Wondering whether this is normal begs the question as to whether a market decline would constitute just one more of these buy-the-dip moments, or something more structural. From our perspective as volatility traders, while our strategy is quantitatively focused, the market backdrop is relevant in our daily trading. Therefore, we’d like to share our thoughts on markets and volatility looking forward, to frame what is or isn’t normal.
At first glance, the theme of a ‘healthy correction’ makes sense, given the well documented excesses of early June. A range of data suggests links to an “army” of daytraders that came into being from a combination of being stuck at home because of the COVID-19 lockdown in the US, additional stimulus checks during the same period, and nowadays being able to trade on zero-transaction cost platforms such as Robin Hood or Charles Schwab. For example, while the Chinese real estate developer FANGDD might have been a great prospect by itself, in all likelihood it was confusion with the FANG basket that has been the standard bearer of the tech rally which caused the share price to catapult from USD 10 to USD 120 (and back to USD 10) in a matter of days, creating and then removing billions of dollars of market cap in the process.
Similarly, price explosions in companies which had already filed for Chapter 11 bankruptcy protection caused some sniffles with self-proclaimed seasoned investors. The headline on the Hertz issuance of shares during bankruptcy proceedings captures the mood: “Hertz wins approval to offer potentially worthless stock.” This would not be the first time that the allure of quick riches has captured many, including the brightest minds, as Isaac Newton’s ill-fated investment in the South Sea Company in the 18th century, the hottest stock at that time, made clear. Newton famously said he “could calculate the motions of the heavenly bodies, but not the madness of the people.”

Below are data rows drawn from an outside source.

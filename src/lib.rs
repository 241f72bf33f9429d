//! # kvs
//!
//! A durable key-value store: an in-memory map fronted by a write-ahead
//! transaction log that is replayed on startup.
//!
//! ## Core Concepts
//!
//! - **Store**: concurrent in-memory map, the authoritative view at runtime
//! - **Events**: sequenced PUT/DELETE records, assigned numbers by the logger
//! - **Transaction loggers**: file or SQLite sinks fed by a bounded queue and
//!   a single persistence worker
//! - **Replay**: ordered event stream that rebuilds the store after a restart
//!
//! ## Example
//!
//! ```ignore
//! use kvs::{open_logger, KeyValueService, LoggerConfig};
//!
//! let logger = open_logger(&LoggerConfig::file("transaction.log"))?;
//! let (service, summary) = KeyValueService::start(logger)?;
//!
//! service.put("color", "blue")?;
//! assert_eq!(service.get("color")?, "blue");
//!
//! // Persist everything queued before exiting
//! let store = service.shutdown()?;
//! ```

pub mod config;
pub mod error;
pub mod logger;
pub mod service;
pub mod store;
pub mod types;

// Re-exports
pub use config::{open_logger, LogBackend, LoggerConfig};
pub use error::{KvsError, Result};
pub use logger::{
    ErrorStream, FailurePolicy, FileTransactionLogger, LoggerOptions, Replay, ReplaySummary,
    SequenceValidator, SqliteTransactionLogger, TransactionLogger, DEFAULT_QUEUE_CAPACITY,
};
pub use service::{KeyValueService, ServiceState};
pub use store::Store;
pub use types::*;
//! Transaction loggers.
//!
//! A transaction logger records every mutation applied to the [`Store`] so
//! that the store can be rebuilt after a restart. Two backends share one
//! contract:
//! - [`FileTransactionLogger`]: tab-separated lines in an append-only file
//! - [`SqliteTransactionLogger`]: rows in a `transactions` table
//!
//! Writes are submitted to a bounded intake queue and persisted by a single
//! background worker, which assigns sequence numbers. Persistence failures
//! are delivered on an [`ErrorStream`]. Replay produces a [`Replay`]: an
//! ordered event stream plus its own error stream.
//!
//! # Example
//!
//! ```ignore
//! let logger = FileTransactionLogger::open("transaction.log")?;
//! let store = Store::new();
//!
//! let summary = logger.read_events()?.apply_to(&store)?;
//! logger.run()?;
//!
//! store.put("color", "blue");
//! logger.write_put("color", "blue")?;
//!
//! logger.shutdown()?;
//! ```

mod file;
pub mod format;
mod pipeline;
mod sqlite;

pub use file::FileTransactionLogger;
pub use sqlite::SqliteTransactionLogger;

use crate::error::{KvsError, Result};
use crate::store::Store;
use crate::types::{Event, EventType, LoggerState, Sequence};
use crossbeam_channel::{never, select, unbounded, Receiver, RecvTimeoutError, Sender, TryRecvError};
use serde::{Deserialize, Serialize};
use std::thread::{self, JoinHandle};
use std::time::Duration;
use tracing::{debug, info};

/// Default number of events that may wait for the persistence worker.
pub const DEFAULT_QUEUE_CAPACITY: usize = 16;

/// Default number of undelivered persistence errors kept for the orchestrator.
pub const DEFAULT_ERROR_CAPACITY: usize = 16;

/// What the persistence worker does after a failed write.
#[derive(Clone, Copy, Debug, PartialEq, Eq, Serialize, Deserialize)]
#[serde(rename_all = "snake_case")]
pub enum FailurePolicy {
    /// Report the failure and stop; queued events are discarded and
    /// further writes fail with [`KvsError::LoggerClosed`].
    Stop,
    /// Report the failure and keep draining the queue.
    Continue,
}

/// Tuning shared by both backends.
#[derive(Clone, Debug, PartialEq, Eq, Serialize, Deserialize)]
#[serde(default)]
pub struct LoggerOptions {
    /// Capacity of the intake queue; producers block when it is full.
    pub queue_capacity: usize,

    /// Capacity of the error stream; overflowing errors are only logged.
    pub error_capacity: usize,

    /// Failure policy; `None` uses the backend default
    /// (file: [`FailurePolicy::Stop`], sqlite: [`FailurePolicy::Continue`]).
    pub failure_policy: Option<FailurePolicy>,

    /// fsync the log file after every record (file backend only).
    pub sync_each_write: bool,
}

impl Default for LoggerOptions {
    fn default() -> Self {
        Self {
            queue_capacity: DEFAULT_QUEUE_CAPACITY,
            error_capacity: DEFAULT_ERROR_CAPACITY,
            failure_policy: None,
            sync_each_write: false,
        }
    }
}

/// Durable, append-only record of store mutations.
pub trait TransactionLogger: Send + Sync {
    /// Queue a PUT event. Blocks only while the intake queue is full.
    fn write_put(&self, key: &str, value: &str) -> Result<()>;

    /// Queue a DELETE event. Blocks only while the intake queue is full.
    fn write_delete(&self, key: &str) -> Result<()>;

    /// Stream of persistence failures reported by the worker.
    fn errors(&self) -> ErrorStream;

    /// Read the whole log from the beginning.
    ///
    /// Only allowed before [`run`](Self::run).
    fn read_events(&self) -> Result<Replay>;

    /// Start the persistence worker. Fails if it was already started.
    fn run(&self) -> Result<()>;

    /// Close the intake queue, persist everything queued and release the sink.
    fn shutdown(&self) -> Result<()>;

    fn state(&self) -> LoggerState;

    /// Short backend name used in logs and errors.
    fn backend(&self) -> &'static str;
}

impl<T: TransactionLogger + ?Sized> TransactionLogger for Box<T> {
    fn write_put(&self, key: &str, value: &str) -> Result<()> {
        (**self).write_put(key, value)
    }

    fn write_delete(&self, key: &str) -> Result<()> {
        (**self).write_delete(key)
    }

    fn errors(&self) -> ErrorStream {
        (**self).errors()
    }

    fn read_events(&self) -> Result<Replay> {
        (**self).read_events()
    }

    fn run(&self) -> Result<()> {
        (**self).run()
    }

    fn shutdown(&self) -> Result<()> {
        (**self).shutdown()
    }

    fn state(&self) -> LoggerState {
        (**self).state()
    }

    fn backend(&self) -> &'static str {
        (**self).backend()
    }
}

/// Handle for observing persistence failures.
#[derive(Clone, Debug)]
pub struct ErrorStream {
    receiver: Receiver<KvsError>,
}

impl ErrorStream {
    pub(crate) fn new(receiver: Receiver<KvsError>) -> Self {
        Self { receiver }
    }

    /// Receive the next error (blocking).
    pub fn recv(&self) -> Option<KvsError> {
        self.receiver.recv().ok()
    }

    /// Try to receive an error (non-blocking).
    pub fn try_recv(&self) -> Option<KvsError> {
        match self.receiver.try_recv() {
            Ok(err) => Some(err),
            Err(TryRecvError::Empty) | Err(TryRecvError::Disconnected) => None,
        }
    }

    /// Receive with timeout.
    pub fn recv_timeout(&self, timeout: Duration) -> Option<KvsError> {
        match self.receiver.recv_timeout(timeout) {
            Ok(err) => Some(err),
            Err(RecvTimeoutError::Timeout) | Err(RecvTimeoutError::Disconnected) => None,
        }
    }

    /// Take every error currently waiting without blocking.
    pub fn drain(&self) -> Vec<KvsError> {
        self.receiver.try_iter().collect()
    }
}

/// Checks that replayed sequence numbers strictly increase without gaps.
#[derive(Debug, Default)]
pub struct SequenceValidator {
    last: Option<Sequence>,
    highest: Sequence,
}

impl SequenceValidator {
    pub fn new() -> Self {
        Self::default()
    }

    /// Record the next sequence read from the log.
    ///
    /// A decrease or a skipped number is returned as an error, but the
    /// sequence is still recorded so that checking continues from it.
    pub fn observe(&mut self, found: Sequence) -> Result<()> {
        let check = match self.last {
            Some(previous) if found <= previous => {
                Err(KvsError::SequenceOutOfOrder { previous, found })
            }
            // found > previous here, so previous + 1 cannot overflow
            Some(previous) if found.0 != previous.0 + 1 => Err(KvsError::SequenceGap {
                expected: Sequence(previous.0 + 1),
                found,
            }),
            _ => Ok(()),
        };

        self.last = Some(found);
        self.highest = self.highest.max(found);
        check
    }

    /// The most recently observed sequence.
    pub fn last(&self) -> Option<Sequence> {
        self.last
    }

    /// The largest sequence observed so far.
    pub fn highest(&self) -> Sequence {
        self.highest
    }
}

/// Counts from applying a replay to a store.
#[derive(Clone, Debug, Default, PartialEq, Eq)]
pub struct ReplaySummary {
    pub applied: u64,
    pub puts: u64,
    pub deletes: u64,
    pub last_sequence: Option<Sequence>,
}

impl ReplaySummary {
    fn record(&mut self, event: &Event) {
        self.applied += 1;
        match event.event_type {
            EventType::Put => self.puts += 1,
            EventType::Delete => self.deletes += 1,
        }
        self.last_sequence = Some(event.sequence);
    }
}

/// A one-shot, forward-only read of a transaction log.
///
/// Events arrive in stored order on [`events`](Self::events); problems found
/// while reading arrive on [`errors`](Self::errors). Both channels close when
/// the log is exhausted or reading fails.
pub struct Replay {
    events: Receiver<Event>,
    errors: Receiver<KvsError>,
    reader: Option<JoinHandle<()>>,
}

impl Replay {
    /// Run `read` on its own thread, feeding the returned channels.
    pub(crate) fn spawn<F>(name: &str, read: F) -> Result<Self>
    where
        F: FnOnce(Sender<Event>, Sender<KvsError>) + Send + 'static,
    {
        // Unbuffered, so the reader advances one record at a time
        let (event_tx, events) = crossbeam_channel::bounded(0);
        let (error_tx, errors) = unbounded();

        let reader = thread::Builder::new()
            .name(name.to_string())
            .spawn(move || read(event_tx, error_tx))?;

        Ok(Self {
            events,
            errors,
            reader: Some(reader),
        })
    }

    pub fn events(&self) -> &Receiver<Event> {
        &self.events
    }

    pub fn errors(&self) -> &Receiver<KvsError> {
        &self.errors
    }

    /// Read the whole stream, keeping every event and every error.
    pub fn collect(self) -> (Vec<Event>, Vec<KvsError>) {
        // The error channel is unbounded, so the reader never waits on it
        let events: Vec<Event> = self.events.iter().collect();
        let mut errors: Vec<KvsError> = self.errors.iter().collect();
        if let Some(reader) = self.reader {
            if reader.join().is_err() {
                errors.push(KvsError::WorkerPanicked);
            }
        }
        (events, errors)
    }

    /// Apply every event to `store` in order.
    ///
    /// The first error seen on the error stream aborts the replay and is
    /// returned; events applied before it remain in the store.
    pub fn apply_to(self, store: &Store) -> Result<ReplaySummary> {
        let Replay {
            events,
            errors,
            reader,
        } = self;

        let mut summary = ReplaySummary::default();
        let closed_events = never::<Event>();
        let closed_errors = never::<KvsError>();
        let mut events_open = true;
        let mut errors_open = true;

        while events_open || errors_open {
            let event_rx = if events_open { &events } else { &closed_events };
            let error_rx = if errors_open { &errors } else { &closed_errors };

            select! {
                recv(error_rx) -> msg => match msg {
                    Ok(err) => return Err(err),
                    Err(_) => errors_open = false,
                },
                recv(event_rx) -> msg => match msg {
                    Ok(event) => {
                        debug!(sequence = event.sequence.0, kind = %event.event_type, "replaying event");
                        store.apply(&event);
                        summary.record(&event);
                    }
                    Err(_) => events_open = false,
                },
            }
        }

        if let Some(reader) = reader {
            reader.join().map_err(|_| KvsError::WorkerPanicked)?;
        }

        info!(
            applied = summary.applied,
            puts = summary.puts,
            deletes = summary.deletes,
            "replay complete"
        );
        Ok(summary)
    }
}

But any Schadenfreude of the implosion of the names on the Robintrack.net stock leader board might obscure a more general point: What if the recent excesses are merely the most eye-popping symptoms of a far more general complacency? Where maybe the phoenix-like rise of American Airlines or LiveNation stock have sprung out of a much more broadly held belief that, as Dave Portnoy, one of the prominent Robin Hood daytraders, aptly put it, “Stocks can only go up!” Is that materially different from the presumably more studied acronym TINA (There Is No Alternative)? FOMO (Fear of Missing Out) similarly haunts newly minted daytraders and established professional investors alike.
In a zero interest-rate world, with central banks ever more explicitly stepping in to accommodate the markets, stocks do smell like a one-way bet. And last Wednesday Fed Chairman Jerome Powell emphasized the Fed would not hold back even if it would be of the opinion asset prices are too high. Are they? Calling market frothiness or even a market bubble is far less difficult than timing the unwinding of it, as many smart investors found in 1999. But the volatility of recent days is a reminder that Powell has also said that monetary policy can restore liquidity, but not solvency. Perhaps the aftermath of the dot com boom is also worth bearing in mind.
Continue reading to the next page of this article >>
The full publication of this article is available as a PDF. Download it following the link below:
True Partner Capital - article June 2020>>
1. Elle Koeze. “The $600 Unemployment Booster Shot, State by State”. The New York Times, April 23rd 2020
Published by Ralph van Put
- True Partner article: Don’t look down...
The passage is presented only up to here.